Instructions to follow. When you reach the line containing "(led, u8::from(on(store, name)))).collect();" in the entries below, start writing out each line exactly, and stop after the line containing "let panel = array_at(store, dr::BRIGHTNESS, PANEL_RHEOSTAT);".

Dataset entries.
*****

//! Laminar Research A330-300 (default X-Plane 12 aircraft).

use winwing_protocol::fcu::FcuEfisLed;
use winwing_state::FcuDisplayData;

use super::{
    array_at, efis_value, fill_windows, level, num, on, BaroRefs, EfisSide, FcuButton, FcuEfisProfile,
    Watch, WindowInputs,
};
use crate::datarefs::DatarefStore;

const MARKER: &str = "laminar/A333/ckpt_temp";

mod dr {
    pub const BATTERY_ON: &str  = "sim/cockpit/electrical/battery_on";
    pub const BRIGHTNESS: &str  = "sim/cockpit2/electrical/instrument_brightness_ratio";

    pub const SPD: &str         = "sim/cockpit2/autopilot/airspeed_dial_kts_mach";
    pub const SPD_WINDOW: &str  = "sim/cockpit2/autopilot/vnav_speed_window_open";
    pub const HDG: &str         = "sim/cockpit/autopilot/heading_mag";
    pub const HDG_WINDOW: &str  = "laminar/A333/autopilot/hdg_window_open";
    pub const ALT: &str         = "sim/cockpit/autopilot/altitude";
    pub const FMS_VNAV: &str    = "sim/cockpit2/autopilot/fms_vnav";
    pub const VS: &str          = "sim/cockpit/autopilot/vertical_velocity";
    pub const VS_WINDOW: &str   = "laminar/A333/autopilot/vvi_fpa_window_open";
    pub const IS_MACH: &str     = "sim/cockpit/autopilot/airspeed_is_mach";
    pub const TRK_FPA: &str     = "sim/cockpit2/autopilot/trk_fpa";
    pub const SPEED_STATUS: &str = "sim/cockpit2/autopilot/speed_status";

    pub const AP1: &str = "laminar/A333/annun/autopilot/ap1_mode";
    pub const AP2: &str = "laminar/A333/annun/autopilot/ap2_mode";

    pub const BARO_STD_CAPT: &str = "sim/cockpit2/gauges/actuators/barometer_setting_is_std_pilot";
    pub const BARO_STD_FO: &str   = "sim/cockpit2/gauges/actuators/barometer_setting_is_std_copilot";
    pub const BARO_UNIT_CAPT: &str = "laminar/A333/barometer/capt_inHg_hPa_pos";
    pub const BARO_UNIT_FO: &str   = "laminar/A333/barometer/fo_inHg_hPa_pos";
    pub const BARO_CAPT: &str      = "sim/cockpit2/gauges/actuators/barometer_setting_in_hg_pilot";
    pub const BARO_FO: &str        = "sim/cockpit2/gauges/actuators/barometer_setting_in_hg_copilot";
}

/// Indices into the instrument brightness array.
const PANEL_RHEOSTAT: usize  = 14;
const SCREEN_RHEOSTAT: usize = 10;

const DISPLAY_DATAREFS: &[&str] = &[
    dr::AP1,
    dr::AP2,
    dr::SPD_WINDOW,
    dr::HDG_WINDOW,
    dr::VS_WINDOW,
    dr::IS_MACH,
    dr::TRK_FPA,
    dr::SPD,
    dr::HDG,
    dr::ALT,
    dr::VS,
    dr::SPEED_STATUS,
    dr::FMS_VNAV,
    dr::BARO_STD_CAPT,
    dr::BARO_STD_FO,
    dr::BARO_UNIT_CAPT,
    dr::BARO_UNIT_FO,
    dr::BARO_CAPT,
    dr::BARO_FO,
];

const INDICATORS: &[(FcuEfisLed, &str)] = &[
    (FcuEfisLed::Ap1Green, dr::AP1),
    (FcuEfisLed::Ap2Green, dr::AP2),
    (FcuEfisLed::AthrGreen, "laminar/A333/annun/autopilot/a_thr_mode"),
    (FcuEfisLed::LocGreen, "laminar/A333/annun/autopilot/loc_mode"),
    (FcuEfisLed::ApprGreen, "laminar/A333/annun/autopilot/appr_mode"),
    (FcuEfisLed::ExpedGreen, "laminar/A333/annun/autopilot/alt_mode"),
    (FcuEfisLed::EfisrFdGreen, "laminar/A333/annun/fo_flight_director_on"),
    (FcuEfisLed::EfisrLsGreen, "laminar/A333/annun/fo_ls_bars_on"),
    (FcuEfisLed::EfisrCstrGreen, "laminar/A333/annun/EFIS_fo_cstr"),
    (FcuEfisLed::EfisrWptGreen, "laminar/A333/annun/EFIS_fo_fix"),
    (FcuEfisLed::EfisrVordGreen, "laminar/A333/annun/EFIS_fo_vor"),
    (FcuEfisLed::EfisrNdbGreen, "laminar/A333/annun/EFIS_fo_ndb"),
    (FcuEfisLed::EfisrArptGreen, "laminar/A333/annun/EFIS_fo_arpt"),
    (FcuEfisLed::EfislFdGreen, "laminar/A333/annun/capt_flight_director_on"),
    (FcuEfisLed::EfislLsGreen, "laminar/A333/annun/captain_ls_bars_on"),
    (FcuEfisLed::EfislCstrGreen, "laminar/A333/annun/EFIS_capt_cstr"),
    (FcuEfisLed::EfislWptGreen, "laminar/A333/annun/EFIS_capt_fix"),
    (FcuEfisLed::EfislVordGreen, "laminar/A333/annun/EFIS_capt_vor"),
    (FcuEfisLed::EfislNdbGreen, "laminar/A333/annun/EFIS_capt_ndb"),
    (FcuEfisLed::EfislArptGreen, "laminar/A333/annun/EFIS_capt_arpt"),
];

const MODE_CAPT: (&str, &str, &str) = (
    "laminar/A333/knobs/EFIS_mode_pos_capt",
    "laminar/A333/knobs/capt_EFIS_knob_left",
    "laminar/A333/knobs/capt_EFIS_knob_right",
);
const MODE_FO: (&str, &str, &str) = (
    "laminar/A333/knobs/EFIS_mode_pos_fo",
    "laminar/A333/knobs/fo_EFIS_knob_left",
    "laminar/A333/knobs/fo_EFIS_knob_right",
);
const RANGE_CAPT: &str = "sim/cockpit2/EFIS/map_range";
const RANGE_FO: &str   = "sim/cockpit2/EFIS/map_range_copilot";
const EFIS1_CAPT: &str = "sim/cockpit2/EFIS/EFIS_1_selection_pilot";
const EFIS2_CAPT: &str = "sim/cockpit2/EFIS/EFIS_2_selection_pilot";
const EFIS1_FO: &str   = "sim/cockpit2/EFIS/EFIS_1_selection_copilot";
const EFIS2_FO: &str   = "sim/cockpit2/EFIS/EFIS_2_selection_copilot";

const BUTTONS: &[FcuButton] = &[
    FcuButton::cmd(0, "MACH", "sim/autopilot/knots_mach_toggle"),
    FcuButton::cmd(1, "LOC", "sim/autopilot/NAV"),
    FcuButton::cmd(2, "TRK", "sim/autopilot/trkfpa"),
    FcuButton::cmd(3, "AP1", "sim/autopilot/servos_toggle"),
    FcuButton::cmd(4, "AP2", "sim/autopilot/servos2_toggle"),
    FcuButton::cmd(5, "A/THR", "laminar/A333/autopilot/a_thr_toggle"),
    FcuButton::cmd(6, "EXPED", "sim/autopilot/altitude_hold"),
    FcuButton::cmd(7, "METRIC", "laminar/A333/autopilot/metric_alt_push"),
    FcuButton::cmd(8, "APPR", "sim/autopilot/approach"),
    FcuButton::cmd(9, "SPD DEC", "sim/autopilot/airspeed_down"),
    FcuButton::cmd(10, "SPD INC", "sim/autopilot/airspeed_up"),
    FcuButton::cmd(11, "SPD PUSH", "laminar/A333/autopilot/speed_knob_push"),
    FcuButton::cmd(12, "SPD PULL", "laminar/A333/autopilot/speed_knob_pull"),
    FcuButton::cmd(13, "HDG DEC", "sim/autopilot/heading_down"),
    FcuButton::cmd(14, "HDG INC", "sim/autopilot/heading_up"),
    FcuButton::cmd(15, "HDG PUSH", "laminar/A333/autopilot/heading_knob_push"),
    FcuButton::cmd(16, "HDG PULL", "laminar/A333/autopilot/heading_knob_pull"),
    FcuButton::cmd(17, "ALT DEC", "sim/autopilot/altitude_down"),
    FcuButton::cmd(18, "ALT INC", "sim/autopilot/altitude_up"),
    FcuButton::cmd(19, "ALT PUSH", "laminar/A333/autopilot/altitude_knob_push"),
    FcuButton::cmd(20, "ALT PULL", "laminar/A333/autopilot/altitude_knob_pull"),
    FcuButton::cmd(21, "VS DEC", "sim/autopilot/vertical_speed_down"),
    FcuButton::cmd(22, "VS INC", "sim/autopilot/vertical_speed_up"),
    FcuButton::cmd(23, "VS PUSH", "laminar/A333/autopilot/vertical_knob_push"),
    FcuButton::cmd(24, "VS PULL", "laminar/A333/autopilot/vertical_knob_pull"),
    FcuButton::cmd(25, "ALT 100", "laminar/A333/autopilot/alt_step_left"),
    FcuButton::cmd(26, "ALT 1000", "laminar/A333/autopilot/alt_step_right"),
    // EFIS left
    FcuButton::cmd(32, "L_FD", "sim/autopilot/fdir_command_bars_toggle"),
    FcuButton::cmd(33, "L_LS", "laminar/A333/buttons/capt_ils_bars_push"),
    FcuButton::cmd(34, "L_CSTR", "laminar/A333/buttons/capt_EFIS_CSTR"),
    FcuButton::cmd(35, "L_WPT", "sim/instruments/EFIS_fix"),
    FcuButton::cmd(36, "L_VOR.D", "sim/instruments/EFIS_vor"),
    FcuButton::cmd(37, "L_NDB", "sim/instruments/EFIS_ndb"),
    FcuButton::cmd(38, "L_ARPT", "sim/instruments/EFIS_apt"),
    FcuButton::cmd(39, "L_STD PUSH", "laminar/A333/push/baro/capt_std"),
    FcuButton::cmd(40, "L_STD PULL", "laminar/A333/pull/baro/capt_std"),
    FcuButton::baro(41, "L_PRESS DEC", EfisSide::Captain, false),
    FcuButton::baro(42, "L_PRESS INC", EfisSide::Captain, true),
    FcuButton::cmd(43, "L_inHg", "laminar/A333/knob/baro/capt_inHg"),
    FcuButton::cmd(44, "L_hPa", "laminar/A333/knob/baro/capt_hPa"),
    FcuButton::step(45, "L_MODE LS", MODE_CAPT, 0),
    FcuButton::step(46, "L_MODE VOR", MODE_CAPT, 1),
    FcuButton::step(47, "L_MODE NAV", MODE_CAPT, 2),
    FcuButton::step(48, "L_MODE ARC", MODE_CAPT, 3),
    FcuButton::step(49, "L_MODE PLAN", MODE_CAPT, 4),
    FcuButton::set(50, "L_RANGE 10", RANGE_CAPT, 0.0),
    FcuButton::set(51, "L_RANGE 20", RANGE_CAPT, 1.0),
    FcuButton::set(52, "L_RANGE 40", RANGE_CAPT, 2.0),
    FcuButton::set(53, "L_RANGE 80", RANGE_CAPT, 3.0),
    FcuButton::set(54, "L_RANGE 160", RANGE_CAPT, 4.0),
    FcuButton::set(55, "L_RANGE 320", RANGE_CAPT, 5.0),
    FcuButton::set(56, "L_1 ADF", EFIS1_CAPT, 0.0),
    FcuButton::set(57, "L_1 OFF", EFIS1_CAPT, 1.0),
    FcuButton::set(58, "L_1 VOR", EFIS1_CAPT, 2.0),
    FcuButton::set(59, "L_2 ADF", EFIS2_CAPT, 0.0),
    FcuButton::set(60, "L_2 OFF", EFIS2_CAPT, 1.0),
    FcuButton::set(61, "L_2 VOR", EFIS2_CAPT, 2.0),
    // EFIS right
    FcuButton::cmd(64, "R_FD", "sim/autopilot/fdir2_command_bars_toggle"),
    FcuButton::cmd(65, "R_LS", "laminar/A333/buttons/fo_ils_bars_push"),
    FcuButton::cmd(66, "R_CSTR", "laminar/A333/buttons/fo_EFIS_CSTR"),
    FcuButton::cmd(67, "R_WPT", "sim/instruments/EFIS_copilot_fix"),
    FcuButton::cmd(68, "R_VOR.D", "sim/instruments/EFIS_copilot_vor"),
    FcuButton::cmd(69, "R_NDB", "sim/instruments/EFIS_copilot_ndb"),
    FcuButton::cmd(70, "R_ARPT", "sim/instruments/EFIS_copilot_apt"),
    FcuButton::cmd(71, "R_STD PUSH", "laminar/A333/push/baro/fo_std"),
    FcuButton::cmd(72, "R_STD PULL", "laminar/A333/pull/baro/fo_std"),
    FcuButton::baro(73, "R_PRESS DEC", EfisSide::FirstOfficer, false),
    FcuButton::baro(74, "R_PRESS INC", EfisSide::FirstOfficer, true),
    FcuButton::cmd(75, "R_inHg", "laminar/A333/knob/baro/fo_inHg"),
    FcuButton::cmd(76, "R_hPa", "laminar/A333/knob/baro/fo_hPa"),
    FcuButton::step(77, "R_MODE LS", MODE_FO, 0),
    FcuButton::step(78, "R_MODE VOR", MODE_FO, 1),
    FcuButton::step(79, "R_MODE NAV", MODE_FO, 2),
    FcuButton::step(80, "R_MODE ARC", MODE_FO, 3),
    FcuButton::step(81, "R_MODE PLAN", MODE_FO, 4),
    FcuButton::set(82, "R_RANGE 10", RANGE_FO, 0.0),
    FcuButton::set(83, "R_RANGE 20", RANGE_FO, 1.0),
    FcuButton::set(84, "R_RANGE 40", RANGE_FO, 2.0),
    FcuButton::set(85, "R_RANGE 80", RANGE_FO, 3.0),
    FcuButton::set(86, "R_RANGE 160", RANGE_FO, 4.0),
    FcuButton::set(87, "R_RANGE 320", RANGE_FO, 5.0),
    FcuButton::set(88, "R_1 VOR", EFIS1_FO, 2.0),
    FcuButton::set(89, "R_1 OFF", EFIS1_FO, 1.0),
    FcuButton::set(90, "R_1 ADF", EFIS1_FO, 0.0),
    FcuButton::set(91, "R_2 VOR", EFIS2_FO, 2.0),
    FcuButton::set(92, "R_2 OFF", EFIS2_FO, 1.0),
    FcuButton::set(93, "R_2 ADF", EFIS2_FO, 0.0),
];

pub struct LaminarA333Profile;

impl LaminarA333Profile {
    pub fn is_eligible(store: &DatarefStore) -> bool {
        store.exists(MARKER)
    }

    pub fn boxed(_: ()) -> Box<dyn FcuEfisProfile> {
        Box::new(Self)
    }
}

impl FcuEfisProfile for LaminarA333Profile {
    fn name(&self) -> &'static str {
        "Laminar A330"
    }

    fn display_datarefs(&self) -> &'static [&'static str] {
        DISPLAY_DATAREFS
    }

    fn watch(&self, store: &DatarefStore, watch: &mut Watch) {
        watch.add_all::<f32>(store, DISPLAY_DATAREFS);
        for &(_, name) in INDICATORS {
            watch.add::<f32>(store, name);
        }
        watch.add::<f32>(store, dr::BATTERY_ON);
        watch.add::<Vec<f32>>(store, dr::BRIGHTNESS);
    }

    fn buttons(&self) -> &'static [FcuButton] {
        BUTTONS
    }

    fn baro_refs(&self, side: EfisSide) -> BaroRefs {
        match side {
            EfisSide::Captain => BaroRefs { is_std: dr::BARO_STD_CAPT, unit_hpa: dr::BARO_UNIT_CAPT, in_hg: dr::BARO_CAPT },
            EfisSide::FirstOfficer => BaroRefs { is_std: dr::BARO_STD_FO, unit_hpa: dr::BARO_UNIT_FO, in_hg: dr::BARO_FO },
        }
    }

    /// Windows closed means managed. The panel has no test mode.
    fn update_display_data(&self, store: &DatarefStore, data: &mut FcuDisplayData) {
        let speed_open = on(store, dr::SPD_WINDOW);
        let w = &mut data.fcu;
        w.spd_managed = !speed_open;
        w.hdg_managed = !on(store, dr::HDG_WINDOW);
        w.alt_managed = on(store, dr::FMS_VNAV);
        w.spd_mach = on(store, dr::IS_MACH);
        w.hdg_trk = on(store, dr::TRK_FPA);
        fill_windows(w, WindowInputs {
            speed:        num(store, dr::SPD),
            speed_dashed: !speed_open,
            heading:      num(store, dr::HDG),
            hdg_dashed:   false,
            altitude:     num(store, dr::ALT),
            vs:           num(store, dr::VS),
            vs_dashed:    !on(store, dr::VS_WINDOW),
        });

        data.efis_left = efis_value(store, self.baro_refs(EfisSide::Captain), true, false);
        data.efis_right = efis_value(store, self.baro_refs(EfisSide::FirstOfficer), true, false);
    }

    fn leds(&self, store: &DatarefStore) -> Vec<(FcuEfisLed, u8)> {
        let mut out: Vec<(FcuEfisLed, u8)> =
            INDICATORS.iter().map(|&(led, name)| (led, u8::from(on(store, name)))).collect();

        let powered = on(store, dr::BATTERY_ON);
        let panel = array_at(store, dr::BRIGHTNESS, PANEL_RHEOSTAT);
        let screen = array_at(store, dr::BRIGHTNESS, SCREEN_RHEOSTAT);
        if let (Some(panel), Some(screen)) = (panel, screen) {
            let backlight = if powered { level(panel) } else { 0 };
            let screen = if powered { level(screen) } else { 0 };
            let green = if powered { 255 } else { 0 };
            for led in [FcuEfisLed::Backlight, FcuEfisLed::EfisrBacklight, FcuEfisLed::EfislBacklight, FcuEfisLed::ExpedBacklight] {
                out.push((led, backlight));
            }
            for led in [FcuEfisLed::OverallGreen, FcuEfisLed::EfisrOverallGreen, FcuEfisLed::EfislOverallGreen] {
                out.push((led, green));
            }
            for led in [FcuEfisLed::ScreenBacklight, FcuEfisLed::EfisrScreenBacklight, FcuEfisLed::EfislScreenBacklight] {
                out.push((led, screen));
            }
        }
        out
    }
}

*****

Exercise output.
            INDICATORS.iter().map(|&(led, name)| (led, u8::from(on(store, name)))).collect();

        let powered = on(store, dr::BATTERY_ON);
        let panel = array_at(store, dr::BRIGHTNESS, PANEL_RHEOSTAT);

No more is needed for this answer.